Elterliche Handlungen,

die für Kinder entlastend sind!

Für Kinder ist es hilfreich, wenn
* immer wieder dem Alter und der Befindlichkeit entsprechend, die Möglichkeit gegeben wird, über die Scheidung, die damit verbundenen Ereignisse, aber auch diesbezügliche Ursachen zu sprechen,
* die Wertschätzung und der Respekt vor dem anderen Elternteil gewahrt wird, da Loyalitätskonflikte sonst neuerlich geschürt werden,
* berücksichtigt wird, dass die Kontaktaufnahmen der Kinder mit dem anderen Elternteil einen verlässlichen Rahmen brauchen, innerhalb dessen Flexibilität für Sonderregelungen möglich ist,
* Kinder nicht als „Spione und Botschafter“ des jeweils anderen Elternteils gesehen und verwendet werden,
um Ängste und Konflikte der Kinder nicht zu verstärken,
* Kindern das Gefühl gegeben wird, mit ihren Problemen nicht allein zu sein,
* Kindern ihre Sorgen und Probleme zugestanden und ihre Anliegen ernst genommen werden,
* Zeit und Raum gegeben wird, um neue Partnerschaften der Eltern zu „begutachten“, wobei auch Distanz gezeigt werden darf,
* Kinder, die in Patchwork-Konstellationen leben, die Gewissheit haben, den leiblichen Elternteil nicht zu verlieren und diesen auf einzigartige Weise und besonders lieb haben zu dürfen,
* Kinder das Recht auf beide Eltern haben und
* Eltern sich fachliche Beratung und Unterstützung holen und somit jemanden haben, der ihnen dabei hilft, den Blick auf die Bedürfnisse der Kinder zu wahren.

Inhalte zur Gestaltung des familiären Alltags

Die inhaltlichen Richtlinien zur Gestaltung des Alltags sollen den Eltern Informationen darüber geben, in welcher Art und Weise in den „alltäglichen Dingen“ des Lebens Kinder unterstützt und entlastet werden können.
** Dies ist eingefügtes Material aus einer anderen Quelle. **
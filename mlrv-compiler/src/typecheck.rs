//! Bottom-up type checking over the two base types.
//!
//! The environment is threaded by value: each `let` body is checked in a
//! clone of the enclosing environment extended with the bound name, so
//! shadowing falls out naturally and no state outlives a call.

use crate::ast::Exp;
use std::collections::HashMap;
use std::fmt;
use thiserror::Error;

/// A type of the source language.
#[derive(Debug, Clone, Copy, PartialEq, Eq)]
pub enum Ty {
    Int,
    Bool,
}

impl fmt::Display for Ty {
    fn fmt(&self, f: &mut fmt::Formatter<'_>) -> fmt::Result {
        match self {
            Ty::Int => write!(f, "int"),
            Ty::Bool => write!(f, "bool"),
        }
    }
}

#[derive(Error, Debug, Clone, PartialEq, Eq)]
pub enum TypeError {
    #[error("undefined variable '{0}'")]
    UndefinedVariable(String),

    #[error("{context}: expected {expected}, found {found}")]
    Mismatch {
        context: &'static str,
        expected: Ty,
        found: Ty,
    },

    #[error("if branches disagree: then has type {then_ty}, else has type {else_ty}")]
    BranchMismatch { then_ty: Ty, else_ty: Ty },
}

pub type TypeEnv = HashMap<String, Ty>;

/// Type-check an expression under an environment of bound variables.
pub fn check(exp: &Exp, env: &TypeEnv) -> Result<Ty, TypeError> {
    match exp {
        Exp::Num(_) => Ok(Ty::Int),
        Exp::Bln(_) => Ok(Ty::Bool),

        Exp::Var(name) => env
            .get(name)
            .copied()
            .ok_or_else(|| TypeError::UndefinedVariable(name.clone())),

        Exp::Add(l, r) => arith(l, r, env, "'+' operand"),
        Exp::Sub(l, r) => arith(l, r, env, "'-' operand"),
        Exp::Mul(l, r) => arith(l, r, env, "'*' operand"),
        Exp::Div(l, r) => arith(l, r, env, "'/' operand"),

        Exp::Eql(l, r) => {
            expect(l, env, Ty::Int, "'=' operand")?;
            expect(r, env, Ty::Int, "'=' operand")?;
            Ok(Ty::Bool)
        }
        Exp::Leq(l, r) => {
            expect(l, env, Ty::Int, "'<=' operand")?;
            expect(r, env, Ty::Int, "'<=' operand")?;
            Ok(Ty::Bool)
        }
        Exp::Lth(l, r) => {
            expect(l, env, Ty::Int, "'<' operand")?;
            expect(r, env, Ty::Int, "'<' operand")?;
            Ok(Ty::Bool)
        }

        Exp::And(l, r) => {
            expect(l, env, Ty::Bool, "'and' operand")?;
            expect(r, env, Ty::Bool, "'and' operand")?;
            Ok(Ty::Bool)
        }
        Exp::Or(l, r) => {
            expect(l, env, Ty::Bool, "'or' operand")?;
            expect(r, env, Ty::Bool, "'or' operand")?;
            Ok(Ty::Bool)
        }

        Exp::Neg(e) => {
            expect(e, env, Ty::Int, "'~' operand")?;
            Ok(Ty::Int)
        }
        Exp::Not(e) => {
            expect(e, env, Ty::Bool, "'not' operand")?;
            Ok(Ty::Bool)
        }

        Exp::Let(name, def, body) => {
            let def_ty = check(def, env)?;
            let mut inner = env.clone();
            inner.insert(name.clone(), def_ty);
            check(body, &inner)
        }

        Exp::IfThenElse(cond, e0, e1) => {
            expect(cond, env, Ty::Bool, "if condition")?;
            let then_ty = check(e0, env)?;
            let else_ty = check(e1, env)?;
            if then_ty == else_ty {
                Ok(then_ty)
            } else {
                Err(TypeError::BranchMismatch { then_ty, else_ty })
            }
        }
    }
}

fn arith(l: &Exp, r: &Exp, env: &TypeEnv, context: &'static str) -> Result<Ty, TypeError> {
    expect(l, env, Ty::Int, context)?;
    expect(r, env, Ty::Int, context)?;
    Ok(Ty::Int)
}

fn expect(exp: &Exp, env: &TypeEnv, expected: Ty, context: &'static str) -> Result<(), TypeError> {
    let found = check(exp, env)?;
    if found == expected {
        Ok(())
    } else {
        Err(TypeError::Mismatch {
            context,
            expected,
            found,
        })
    }
}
Die im Folgenden genannten inhaltlichen Empfehlungen können als beispielhaft verstanden werden. Im Hinblick auf die Gestaltung des familiären Alltags, ist es für Eltern wichtig zu wissen, dass es für ihre Kinder unterstützend sein kann, wenn

* sie sich über die Besuchskontakte und wichtige Feste im Leben der Kinder einig sind,
* Eltern je nach Möglichkeit Schulfeste, Sport- und Freizeitaktivitäten der Kinder auch fallweise gemeinsam besuchen,
* Möglichkeiten zur spontanen Kontaktaufnahme „auf dem kurzen Weg“ (Telefon etc.) bestehen,
* sie sich für wichtige Belange des Kindes (bspw. Haustiere) gemeinsam engagieren und dem Kind auch auf diese Weise vermitteln, dass es ihnen wichtig ist,
* Kinder (egal welchen Alters) auch bei jedem Elternteil „Übergangsobjekte“ haben, also Dinge, die – weil sie für die Kinder von emotionaler Bedeutung sind oder den abwesenden Elternteil symbolisieren (z.B. Fotos) – als „Brückenbauer“ fungieren (zwischen den zwei verschiedenen Wohnorten) sowie
* akzeptiert wird, dass es für Kinder wichtig ist, bei Mama und Papa „zu Hause zu sein“ und die Wohnsituationen der Kinder danach ausgerichtet sind.